2. Appelle la France à peser pleinement dans les négociations susceptibles d’avoir lieu au sein de l’Organisation mondiale de la santé s’agissant de la levée de cet embargo des États‑Unis contre Cuba.
3. Appelle la France à promouvoir la levée de cet embargo auprès de ses partenaires internationaux et notamment européens.
4. Appelle la France à fournir à Cuba les moyens matériels pour permettre la production des vaccins contre la covid‑19 que Cuba a développé et développera.

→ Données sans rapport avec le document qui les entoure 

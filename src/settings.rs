use crate::normalize::current_season;
use chrono::NaiveDate;
use nba_stats_api::{Pacing, StatsClient};
use std::time::Duration;

pub const DEFAULT_DATABASE_URL: &str = "sqlite://nba_stats.db";

/// Run-wide knobs, resolved once at startup from flags and environment.
#[derive(Debug, Clone, PartialEq)]
pub struct Settings {
    pub database_url: String,
    pub base_url: Option<String>,
    /// Roster season label, e.g. "2024-25".
    pub season: String,
    pub pacing: bool,
    /// Per-request HTTP timeout; the client default when unset.
    pub timeout: Option<Duration>,
    /// Reference date for ages and the default season.
    pub today: NaiveDate,
}

impl Settings {
    pub fn new(today: NaiveDate) -> Self {
        Self {
            database_url: DEFAULT_DATABASE_URL.to_string(),
            base_url: None,
            season: current_season(today),
            pacing: true,
            timeout: None,
            today,
        }
    }

    pub fn stats_client(&self) -> StatsClient {
        let mut client = StatsClient::new();
        if let Some(base_url) = &self.base_url {
            client = client.with_base_url(base_url.clone());
        }
        if !self.pacing {
            client = client.with_pacing(Pacing::none());
        }
        if let Some(timeout) = self.timeout {
            client = client.with_timeout(timeout);
        }
        client
    }
}

#[cfg(test)]
mod tests {
    use super::*;

    #[test]
    fn defaults_follow_the_calendar() {
        let settings = Settings::new(NaiveDate::from_ymd_opt(2024, 11, 2).unwrap());
        assert_eq!(settings.season, "2024-25");
        assert_eq!(settings.database_url, DEFAULT_DATABASE_URL);
        assert!(settings.pacing);
        assert_eq!(settings.timeout, None);

        let spring = Settings::new(NaiveDate::from_ymd_opt(2025, 3, 2).unwrap());
        assert_eq!(spring.season, "2024-25");
    }
}
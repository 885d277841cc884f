//! Materializes players that a box score mentions before the local store
//! knows them, so the stats row can satisfy its foreign key.

use crate::db::Database;
use crate::models::Player;
use crate::normalize::{DEFAULT_HEIGHT_INCHES, DEFAULT_POSITION, DEFAULT_WEIGHT_POUNDS};
use crate::parse::{self, PlayerDetail, PlayerRef};
use chrono::NaiveDate;
use log::{debug, info, warn};
use nba_stats_api::StatsProvider;
use std::collections::HashSet;
use thiserror::Error;

/// Player ids already present locally or created earlier in this run.
pub type KnownPlayers = HashSet<String>;

#[derive(Debug, Clone, PartialEq)]
pub enum Resolution {
    AlreadyKnown,
    Created(Player),
}

#[derive(Debug, Error)]
pub enum ResolveError {
    #[error("player {player_id} would reference unknown team {team_id}")]
    DanglingTeam { player_id: String, team_id: String },
    #[error("store error: {0}")]
    Store(#[from] sqlx::Error),
}

pub struct Resolver<'a, P> {
    db: &'a Database,
    provider: &'a P,
    today: NaiveDate,
}

impl<'a, P: StatsProvider> Resolver<'a, P> {
    pub fn new(db: &'a Database, provider: &'a P, today: NaiveDate) -> Self {
        Self { db, provider, today }
    }

    /// Make sure `player` exists locally. `game_team_id` is the team the row
    /// credits the player to for this game; it wins whenever the provider's
    /// own team claim can't be corroborated.
    pub async fn resolve(
        &self,
        player: &PlayerRef,
        game_team_id: &str,
        known: &mut KnownPlayers,
    ) -> Result<Resolution, ResolveError> {
        if known.contains(&player.id) {
            return Ok(Resolution::AlreadyKnown);
        }

        let detail = self.fetch_detail(&player.id).await;
        let team_id = match &detail {
            Some(d) => self.reconcile_team(d.listed_team_id.as_deref(), game_team_id).await?,
            None => game_team_id.to_string(),
        };

        if !self.db.team_exists(&team_id).await? {
            return Err(ResolveError::DanglingTeam { player_id: player.id.clone(), team_id });
        }

        let resolved = build_player(player, detail, team_id);
        self.db.upsert_players(std::slice::from_ref(&resolved)).await?;
        known.insert(resolved.id.clone());
        info!("created player {} ({}) on team {:?}", resolved.id, resolved.name, resolved.team_id);
        Ok(Resolution::Created(resolved))
    }

    async fn fetch_detail(&self, player_id: &str) -> Option<PlayerDetail> {
        match self.provider.player_info(player_id).await {
            Ok(sets) => {
                let detail = parse::player_detail(&sets, self.today);
                if detail.is_none() {
                    warn!("no player info rows for {player_id}, using defaults");
                }
                detail
            }
            Err(e) => {
                warn!("player info for {player_id} failed, using defaults: {e}");
                None
            }
        }
    }

    async fn reconcile_team(
        &self,
        listed: Option<&str>,
        game_team_id: &str,
    ) -> Result<String, ResolveError> {
        let Some(listed) = listed.map(str::trim).filter(|t| !is_unaffiliated(t)) else {
            debug!("no listed team, using game team {game_team_id}");
            return Ok(game_team_id.to_string());
        };
        if self.db.team_exists(listed).await? {
            Ok(listed.to_string())
        } else {
            debug!("listed team {listed} is not stored, using game team {game_team_id}");
            Ok(game_team_id.to_string())
        }
    }
}

/// Team ids that mean "between contracts".
fn is_unaffiliated(team_id: &str) -> bool {
    matches!(team_id, "" | "0" | "None")
}

fn build_player(player: &PlayerRef, detail: Option<PlayerDetail>, team_id: String) -> Player {
    let fallback_name = || format!("Player {}", player.id);
    match detail {
        Some(d) => Player {
            id: player.id.clone(),
            name: player.name.clone().or(d.name).unwrap_or_else(fallback_name),
            team_id: Some(team_id),
            age: d.age,
            position: d.position,
            height_inches: d.height_inches,
            weight_pounds: d.weight_pounds,
            years_experience: d.years_experience,
        },
        None => Player {
            id: player.id.clone(),
            name: player.name.clone().unwrap_or_else(fallback_name),
            team_id: Some(team_id),
            age: None,
            position: DEFAULT_POSITION.to_string(),
            height_inches: DEFAULT_HEIGHT_INCHES,
            weight_pounds: DEFAULT_WEIGHT_POUNDS,
            years_experience: 0,
        },
    }
}
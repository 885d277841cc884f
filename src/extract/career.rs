use super::{Pipeline, RunSummary};
use crate::models::{CareerStats, SeasonKind};
use crate::parse;
use anyhow::{Context, Result};
use log::{error, info};
use nba_stats_api::StatsProvider;

/// Which stored players a career run covers.
#[derive(Debug, Clone, PartialEq, Eq)]
pub enum CareerSelection {
    All { limit: Option<u32> },
    Active,
    Players(Vec<String>),
}

impl<P: StatsProvider> Pipeline<P> {
    pub async fn load_careers(&self, selection: CareerSelection) -> Result<RunSummary> {
        let player_ids = match selection {
            CareerSelection::All { limit } => self.db.all_player_ids(limit).await,
            CareerSelection::Active => self.db.active_player_ids().await,
            CareerSelection::Players(ids) => Ok(ids),
        }
        .context("listing players for career load")?;
        info!("loading careers for {} players", player_ids.len());

        let mut summary = RunSummary::default();
        let total = player_ids.len();
        for (i, player_id) in player_ids.iter().enumerate() {
            info!("career {}/{total}: player {player_id}", i + 1);
            match self.load_career(player_id).await {
                Ok(rows) => summary.career_rows += rows,
                Err(e) => {
                    error!("career for player {player_id} failed: {e:#}");
                    summary.units_failed += 1;
                }
            }
        }

        info!("finished careers: {summary}");
        Ok(summary)
    }

    /// Fetch and store all six career tables for one player.
    async fn load_career(&self, player_id: &str) -> Result<usize> {
        let sets = self
            .provider
            .player_career(player_id)
            .await
            .context("fetching career")?;
        let career = parse::career_stats(&sets, player_id);
        self.write_career(&career).await
    }

    async fn write_career(&self, career: &CareerStats) -> Result<usize> {
        let mut rows = 0;
        for (kind, totals) in [
            (SeasonKind::Regular, &career.season_totals_regular),
            (SeasonKind::Playoffs, &career.season_totals_playoffs),
        ] {
            self.db
                .upsert_season_totals(kind, totals)
                .await
                .with_context(|| format!("writing {} season totals", kind.suffix()))?;
            rows += totals.len();
        }
        for (kind, totals) in [
            (SeasonKind::Regular, &career.career_totals_regular),
            (SeasonKind::Playoffs, &career.career_totals_playoffs),
        ] {
            let Some(totals) = totals else { continue };
            self.db
                .upsert_career_totals(kind, std::slice::from_ref(totals))
                .await
                .with_context(|| format!("writing {} career totals", kind.suffix()))?;
            rows += 1;
        }
        for (kind, rankings) in [
            (SeasonKind::Regular, &career.season_rankings_regular),
            (SeasonKind::Playoffs, &career.season_rankings_playoffs),
        ] {
            self.db
                .upsert_season_rankings(kind, rankings)
                .await
                .with_context(|| format!("writing {} season rankings", kind.suffix()))?;
            rows += rankings.len();
        }
        Ok(rows)
    }
}

#[cfg(test)]
mod tests {
    use super::*;
    use crate::settings::Settings;
    use crate::testing::{FakeProvider, player, seeded_db, table};
    use chrono::NaiveDate;
    use nba_stats_api::ResultSets;
    use serde_json::json;

    const SEASON_HEADERS: [&str; 7] =
        ["SEASON_ID", "LEAGUE_ID", "TEAM_ID", "TEAM_ABBREVIATION", "PLAYER_AGE", "GP", "PTS"];

    fn settings() -> Settings {
        Settings::new(NaiveDate::from_ymd_opt(2024, 6, 1).unwrap())
    }

    fn career() -> ResultSets {
        let season = vec![
            json!("2023-24"),
            json!("00"),
            json!(1610612738),
            json!("BOS"),
            json!(26.0),
            json!(74),
            json!(1987),
        ];
        ResultSets::new(vec![
            table("SeasonTotalsRegularSeason", &SEASON_HEADERS, vec![season.clone()]),
            table("SeasonTotalsPostSeason", &SEASON_HEADERS, vec![season.clone()]),
            table("CareerTotalsRegularSeason", &["LEAGUE_ID", "GP", "PTS"], vec![vec![json!("00"), json!(500), json!(12000)]]),
            table("CareerTotalsPostSeason", &["LEAGUE_ID", "GP", "PTS"], vec![vec![json!("00"), json!(90), json!(2300)]]),
            table(
                "SeasonRankingsRegularSeason",
                &["SEASON_ID", "TEAM_ID", "TEAM_ABBREVIATION", "PLAYER_AGE", "RANK_PTS"],
                vec![vec![json!("2023-24"), json!(1610612738), json!("BOS"), json!(26), json!(6)]],
            ),
            table(
                "SeasonRankingsPostSeason",
                &["SEASON_ID", "TEAM_ID", "TEAM_ABBREVIATION", "PLAYER_AGE", "PTS_RANK"],
                vec![vec![json!("2023-24"), json!(1610612738), json!("BOS"), json!(26), json!("NR")]],
            ),
        ])
    }

    #[tokio::test]
    async fn career_fills_all_six_tables() {
        let (_dir, db) = seeded_db().await;
        db.upsert_players(&[player("1628369", Some("1610612738"))]).await.unwrap();
        let provider = FakeProvider::default().with_career("1628369", career());
        let pipeline = Pipeline::new(db, provider, settings());

        let summary = pipeline
            .load_careers(CareerSelection::Players(vec!["1628369".into()]))
            .await
            .unwrap();
        assert_eq!(summary.career_rows, 6);
        assert_eq!(summary.units_failed, 0);

        let db = pipeline.database();
        for table in [
            "player_season_totals_regular",
            "player_season_totals_playoffs",
            "player_career_totals_regular",
            "player_career_totals_playoffs",
            "player_season_rankings_regular",
            "player_season_rankings_playoffs",
        ] {
            assert_eq!(db.count_rows(table).await.unwrap(), 1, "{table}");
        }
        let playoff_rank: Option<i64> =
            sqlx::query_scalar("SELECT points_rank FROM player_season_rankings_playoffs")
                .fetch_one(db.pool())
                .await
                .unwrap();
        assert_eq!(playoff_rank, None);

        // Reloading merges rather than duplicating.
        pipeline
            .load_careers(CareerSelection::Players(vec!["1628369".into()]))
            .await
            .unwrap();
        assert_eq!(db.count_rows("player_season_totals_regular").await.unwrap(), 1);
    }

    #[tokio::test]
    async fn one_failing_player_does_not_stop_the_run() {
        let (_dir, db) = seeded_db().await;
        db.upsert_players(&[player("1", Some("1610612738")), player("2", None), player("3", None)])
            .await
            .unwrap();
        let provider = FakeProvider::default()
            .with_career("1", career())
            .with_career("3", career());
        let pipeline = Pipeline::new(db, provider, settings());

        let summary = pipeline.load_careers(CareerSelection::All { limit: None }).await.unwrap();
        assert_eq!(summary.units_failed, 1);
        assert_eq!(summary.career_rows, 12);
    }

    #[tokio::test]
    async fn active_selection_skips_free_agents() {
        let (_dir, db) = seeded_db().await;
        db.upsert_players(&[player("1", Some("1610612738")), player("2", None)])
            .await
            .unwrap();
        let provider = FakeProvider::default().with_career("1", career());
        let pipeline = Pipeline::new(db, provider, settings());

        let summary = pipeline.load_careers(CareerSelection::Active).await.unwrap();
        assert_eq!(summary.units_failed, 0);
        assert_eq!(pipeline.provider.calls_to("player_career"), 1);
    }
}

5. Encourage la France à poursuivre son action, avec ses partenaires européens, dans le renforcement de l’application du règlement (CE) n° 2271/96 du Conseil relatif à la protection contre les effets de l’application extraterritoriale de législations de pays tiers, dont le titre III de la loi Helms‑Burton qui dissuade les entreprises étrangères, et notamment européennes, à porter des projets d’investissements à Cuba.
6. Souhaite que la France se déclare pleinement en faveur de la levée immédiate et temporaire des protections de propriété intellectuelle portant sur les vaccins contre la covid‑19.
7. Encourage la France à poursuivre son action dans le cadre des initiatives multilatérales existantes en matière de production et distribution des vaccins, notamment COVAX, en appelant notamment à des dons effectifs de vaccins de la part des pays développés, aux premiers rangs desquels les États‑Unis.
8. Appelle la France à soutenir toute initiative visant une augmentation de la production des doses de vaccins contre la covid‑19 et la baisse des coûts d’accès à ces vaccins en faveur des pays les plus vulnérables ou dont la situation sanitaire est gravement dégradée.
9. Appelle la France, notamment par l’intermédiaire de l’Agence française de développement et de sa filiale Proparco, à poursuivre les initiatives entreprises afin de favoriser la construction de sites de production de vaccins au sein des pays les plus vulnérables, notamment en Afrique et en Amérique latine.
10. Appelle la France à contribuer à la levée de tout obstacle, à l’échelle mondiale, susceptible d’empêcher l’exportation de doses de vaccins contre la covid‑19 de même que celle de leurs composants, dans l’objectif de pourvoir aux besoins immédiats.